_Exercise prompt_
Which lines in the material below contain the word "seen"? Copy each of them.

_Data provided_
* * *
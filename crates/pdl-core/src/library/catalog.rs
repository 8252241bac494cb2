//! Catalog format and enumeration.

use chrono::{DateTime, Utc};
use serde::{Deserialize, Serialize};
use std::collections::{BTreeMap, HashSet};
use std::path::{Path, PathBuf};

use super::error::LibraryError;
use crate::runner::{MediaKind, Version};
use crate::store::SourceKind;

/// File name of the catalog inside a library directory.
pub const CATALOG_FILE: &str = "catalog.json";

/// Parsed `catalog.json`.
#[derive(Debug, Clone, Default, Serialize, Deserialize)]
pub struct Catalog {
    #[serde(default)]
    pub assets: Vec<CatalogAsset>,
}

/// One asset entry in the catalog.
#[derive(Debug, Clone, Serialize, Deserialize)]
pub struct CatalogAsset {
    /// Library-local identifier (may contain `/`).
    pub id: String,
    /// `image`, `video`, `audio`; anything else is treated as unknown.
    pub media_type: String,
    pub creation_date: DateTime<Utc>,
    #[serde(default)]
    pub hidden: bool,
    #[serde(default)]
    pub source: Option<String>,
    /// Version name → file path, relative to the library root unless absolute.
    #[serde(default)]
    pub versions: BTreeMap<String, PathBuf>,
}

impl CatalogAsset {
    pub fn kind(&self) -> MediaKind {
        MediaKind::parse(&self.media_type)
    }

    pub fn source_kind(&self) -> SourceKind {
        self.source
            .as_deref()
            .map(SourceKind::parse)
            .unwrap_or_default()
    }

    /// Path of `version` as listed in the catalog.
    ///
    /// An unedited asset has no separate unadjusted/original files; those
    /// fall back to `current`. A missing `current` yields `None`.
    pub fn version_path(&self, version: Version) -> Option<&Path> {
        self.versions
            .get(version.as_str())
            .or_else(|| match version {
                Version::Current => None,
                Version::Unadjusted | Version::Original => {
                    self.versions.get(Version::Current.as_str())
                }
            })
            .map(PathBuf::as_path)
    }
}

/// Filters applied when enumerating the catalog.
#[derive(Debug, Clone, Default)]
pub struct EnumerateOptions {
    /// Only assets created at or after this instant.
    pub since: Option<DateTime<Utc>>,
    /// Include assets flagged hidden.
    pub include_hidden: bool,
}

/// A loaded library directory.
#[derive(Debug, Clone)]
pub struct AssetLibrary {
    root: PathBuf,
    catalog: Catalog,
}

impl AssetLibrary {
    /// Load `<root>/catalog.json`. Rejects empty or duplicate asset ids.
    pub async fn open(root: impl AsRef<Path>) -> Result<Self, LibraryError> {
        let root = root.as_ref().to_path_buf();
        let path = root.join(CATALOG_FILE);
        let data = tokio::fs::read_to_string(&path)
            .await
            .map_err(|source| LibraryError::Read {
                path: path.clone(),
                source,
            })?;
        let catalog: Catalog =
            serde_json::from_str(&data).map_err(|source| LibraryError::Parse { path, source })?;
        Self::from_catalog(root, catalog)
    }

    /// Build a library from an in-memory catalog.
    pub fn from_catalog(root: impl Into<PathBuf>, catalog: Catalog) -> Result<Self, LibraryError> {
        let mut seen = HashSet::new();
        for asset in &catalog.assets {
            if asset.id.is_empty() {
                return Err(LibraryError::EmptyId);
            }
            if !seen.insert(asset.id.as_str()) {
                return Err(LibraryError::DuplicateId(asset.id.clone()));
            }
        }
        tracing::debug!(assets = catalog.assets.len(), "library catalog loaded");
        Ok(Self {
            root: root.into(),
            catalog,
        })
    }

    pub fn root(&self) -> &Path {
        &self.root
    }

    pub fn len(&self) -> usize {
        self.catalog.assets.len()
    }

    pub fn is_empty(&self) -> bool {
        self.catalog.assets.is_empty()
    }

    /// Eligible assets, oldest creation date first (ties keep catalog order).
    pub fn enumerate(&self, opts: &EnumerateOptions) -> Vec<&CatalogAsset> {
        let mut out: Vec<&CatalogAsset> = self
            .catalog
            .assets
            .iter()
            .filter(|a| opts.include_hidden || !a.hidden)
            .filter(|a| opts.since.map_or(true, |since| a.creation_date >= since))
            .collect();
        out.sort_by_key(|a| a.creation_date);
        out
    }

    /// Resolve a catalog path against the library root.
    pub fn resolve(&self, path: &Path) -> PathBuf {
        if path.is_absolute() {
            path.to_path_buf()
        } else {
            self.root.join(path)
        }
    }
}

#[cfg(test)]
mod tests {
    use super::*;
    use chrono::TimeZone;

    fn entry(id: &str, day: u32, hidden: bool) -> CatalogAsset {
        CatalogAsset {
            id: id.to_string(),
            media_type: "image".to_string(),
            creation_date: Utc.with_ymd_and_hms(2018, 1, day, 12, 0, 0).unwrap(),
            hidden,
            source: None,
            versions: BTreeMap::from([("current".to_string(), PathBuf::from(format!("{id}.jpg")))]),
        }
    }

    fn library(assets: Vec<CatalogAsset>) -> AssetLibrary {
        AssetLibrary::from_catalog("/lib", Catalog { assets }).unwrap()
    }

    #[test]
    fn enumerate_sorts_by_creation_date() {
        let lib = library(vec![entry("c", 3, false), entry("a", 1, false), entry("b", 2, false)]);
        let ids: Vec<&str> = lib
            .enumerate(&EnumerateOptions {
                since: None,
                include_hidden: true,
            })
            .iter()
            .map(|a| a.id.as_str())
            .collect();
        assert_eq!(ids, vec!["a", "b", "c"]);
    }

    #[test]
    fn enumerate_applies_since_and_hidden() {
        let lib = library(vec![entry("a", 1, false), entry("b", 2, true), entry("c", 3, false)]);
        let opts = EnumerateOptions {
            since: Some(Utc.with_ymd_and_hms(2018, 1, 2, 0, 0, 0).unwrap()),
            include_hidden: false,
        };
        let ids: Vec<&str> = lib.enumerate(&opts).iter().map(|a| a.id.as_str()).collect();
        assert_eq!(ids, vec!["c"]);
    }

    #[test]
    fn duplicate_and_empty_ids_rejected() {
        let dup = AssetLibrary::from_catalog(
            "/lib",
            Catalog {
                assets: vec![entry("a", 1, false), entry("a", 2, false)],
            },
        );
        assert!(matches!(dup, Err(LibraryError::DuplicateId(id)) if id == "a"));
        let empty = AssetLibrary::from_catalog(
            "/lib",
            Catalog {
                assets: vec![entry("", 1, false)],
            },
        );
        assert!(matches!(empty, Err(LibraryError::EmptyId)));
    }

    #[test]
    fn version_path_falls_back_to_current() {
        let mut a = entry("a", 1, false);
        assert_eq!(a.version_path(Version::Original), Some(Path::new("a.jpg")));
        a.versions
            .insert("original".to_string(), PathBuf::from("a.heic"));
        assert_eq!(a.version_path(Version::Original), Some(Path::new("a.heic")));
        a.versions.clear();
        assert_eq!(a.version_path(Version::Unadjusted), None);
    }

    #[test]
    fn parses_catalog_json() {
        let json = r#"{
            "assets": [
                {"id": "X/L0/001", "media_type": "video", "creation_date": "2018-01-12T08:00:00Z",
                 "source": "cloud_shared", "versions": {"current": "x.mov"}},
                {"id": "Y", "media_type": "livePhoto", "creation_date": "2018-01-13T08:00:00Z"}
            ]
        }"#;
        let catalog: Catalog = serde_json::from_str(json).unwrap();
        assert_eq!(catalog.assets[0].kind(), MediaKind::Video);
        assert_eq!(catalog.assets[0].source_kind(), SourceKind::CloudShared);
        assert_eq!(catalog.assets[1].kind(), MediaKind::Unknown);
        assert_eq!(catalog.assets[1].source_kind(), SourceKind::UserLibrary);
        assert!(!catalog.assets[1].hidden);
    }

    #[test]
    fn resolve_relative_and_absolute() {
        let lib = library(vec![]);
        assert_eq!(lib.resolve(Path::new("x.jpg")), PathBuf::from("/lib/x.jpg"));
        assert_eq!(lib.resolve(Path::new("/abs/y.jpg")), PathBuf::from("/abs/y.jpg"));
    }
}
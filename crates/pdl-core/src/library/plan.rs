//! Turn library assets into runner jobs and register them in the store.

use anyhow::Result;
use chrono::{DateTime, Utc};
use std::path::PathBuf;
use std::sync::Arc;

use super::catalog::{AssetLibrary, CatalogAsset, EnumerateOptions};
use super::paths::{asset_dir_name, version_file_name};
use super::transfer::CopyTransfer;
use crate::config::{TransferConfig, DEFAULT_CHUNK_SIZE_BYTES};
use crate::runner::{Job, SubtaskOp};
use crate::store::{AssetStore, NewAsset};

/// Inputs for planning one run.
#[derive(Debug, Clone)]
pub struct PlanOptions {
    /// Where versions are written (`<dest>/<asset dir>/<version>.<ext>`).
    pub dest_dir: PathBuf,
    /// Only assets created at or after this instant.
    pub since: Option<DateTime<Utc>>,
    pub include_hidden: bool,
    pub chunk_size: usize,
    pub transfer: TransferConfig,
}

impl PlanOptions {
    pub fn new(dest_dir: impl Into<PathBuf>) -> Self {
        Self {
            dest_dir: dest_dir.into(),
            since: None,
            include_hidden: true,
            chunk_size: DEFAULT_CHUNK_SIZE_BYTES,
            transfer: TransferConfig::default(),
        }
    }
}

/// Jobs for one run plus what was left out.
#[derive(Debug)]
pub struct RunPlan {
    pub jobs: Vec<Job>,
    /// Eligible assets already fully downloaded.
    pub skipped_complete: usize,
    /// Eligible assets marked failed by an earlier run (cleared by `reset_failed`).
    pub skipped_failed: usize,
}

/// Build one job per asset, in the given order.
///
/// Each job gets one [`CopyTransfer`] sub-task per version configured for the
/// asset's media kind. Unknown kinds get a job with no sub-tasks; the runner
/// logs and skips it.
pub fn build_jobs(
    library: &AssetLibrary,
    assets: &[&CatalogAsset],
    opts: &PlanOptions,
) -> Vec<Job> {
    assets
        .iter()
        .map(|asset| {
            let kind = asset.kind();
            let asset_dir = opts.dest_dir.join(asset_dir_name(&asset.id));
            let mut job = Job::new(asset.id.clone(), kind);
            for &version in opts.transfer.versions_for(kind) {
                let source = asset.version_path(version).map(|p| library.resolve(p));
                let dest = asset_dir.join(version_file_name(version, source.as_deref()));
                let op: Arc<dyn SubtaskOp> =
                    Arc::new(CopyTransfer::new(source, dest, opts.chunk_size));
                job.push_subtask(version, op);
            }
            job
        })
        .collect()
}

/// Enumerate eligible assets, register them in the store, and build jobs for
/// those not yet complete and not marked failed.
pub async fn plan_run(
    library: &AssetLibrary,
    store: &AssetStore,
    opts: &PlanOptions,
) -> Result<RunPlan> {
    let eligible = library.enumerate(&EnumerateOptions {
        since: opts.since,
        include_hidden: opts.include_hidden,
    });

    let mut todo = Vec::with_capacity(eligible.len());
    let mut skipped_complete = 0usize;
    let mut skipped_failed = 0usize;
    for asset in eligible {
        store
            .upsert_asset(&NewAsset {
                local_identifier: asset.id.clone(),
                media_kind: asset.kind(),
                source: asset.source_kind(),
                creation_date: asset.creation_date.timestamp(),
            })
            .await?;
        match store.get_asset(&asset.id).await? {
            Some(rec) if rec.is_complete() => skipped_complete += 1,
            Some(rec) if rec.failed_to_download => skipped_failed += 1,
            _ => todo.push(asset),
        }
    }

    tracing::info!(
        jobs = todo.len(),
        skipped_complete,
        skipped_failed,
        "run planned"
    );
    Ok(RunPlan {
        jobs: build_jobs(library, &todo, opts),
        skipped_complete,
        skipped_failed,
    })
}
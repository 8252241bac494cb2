use pdl_core::logging;

mod cli;

use crate::cli::CliCommand;

#[tokio::main]
async fn main() {
    // Initialize logging as early as possible; fall back to stderr if the state dir is unusable.
    if let Err(err) = logging::init_logging() {
        logging::init_logging_stderr();
        tracing::warn!("file logging unavailable: {:#}", err);
    }

    // Parse CLI and dispatch.
    if let Err(err) = CliCommand::run_from_args().await {
        eprintln!("pdl error: {:#}", err);
        std::process::exit(1);
    }
}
* * *
_Problem solution_
        let mut seen = HashSet::new();
            if !seen.insert(asset.id.as_str()) {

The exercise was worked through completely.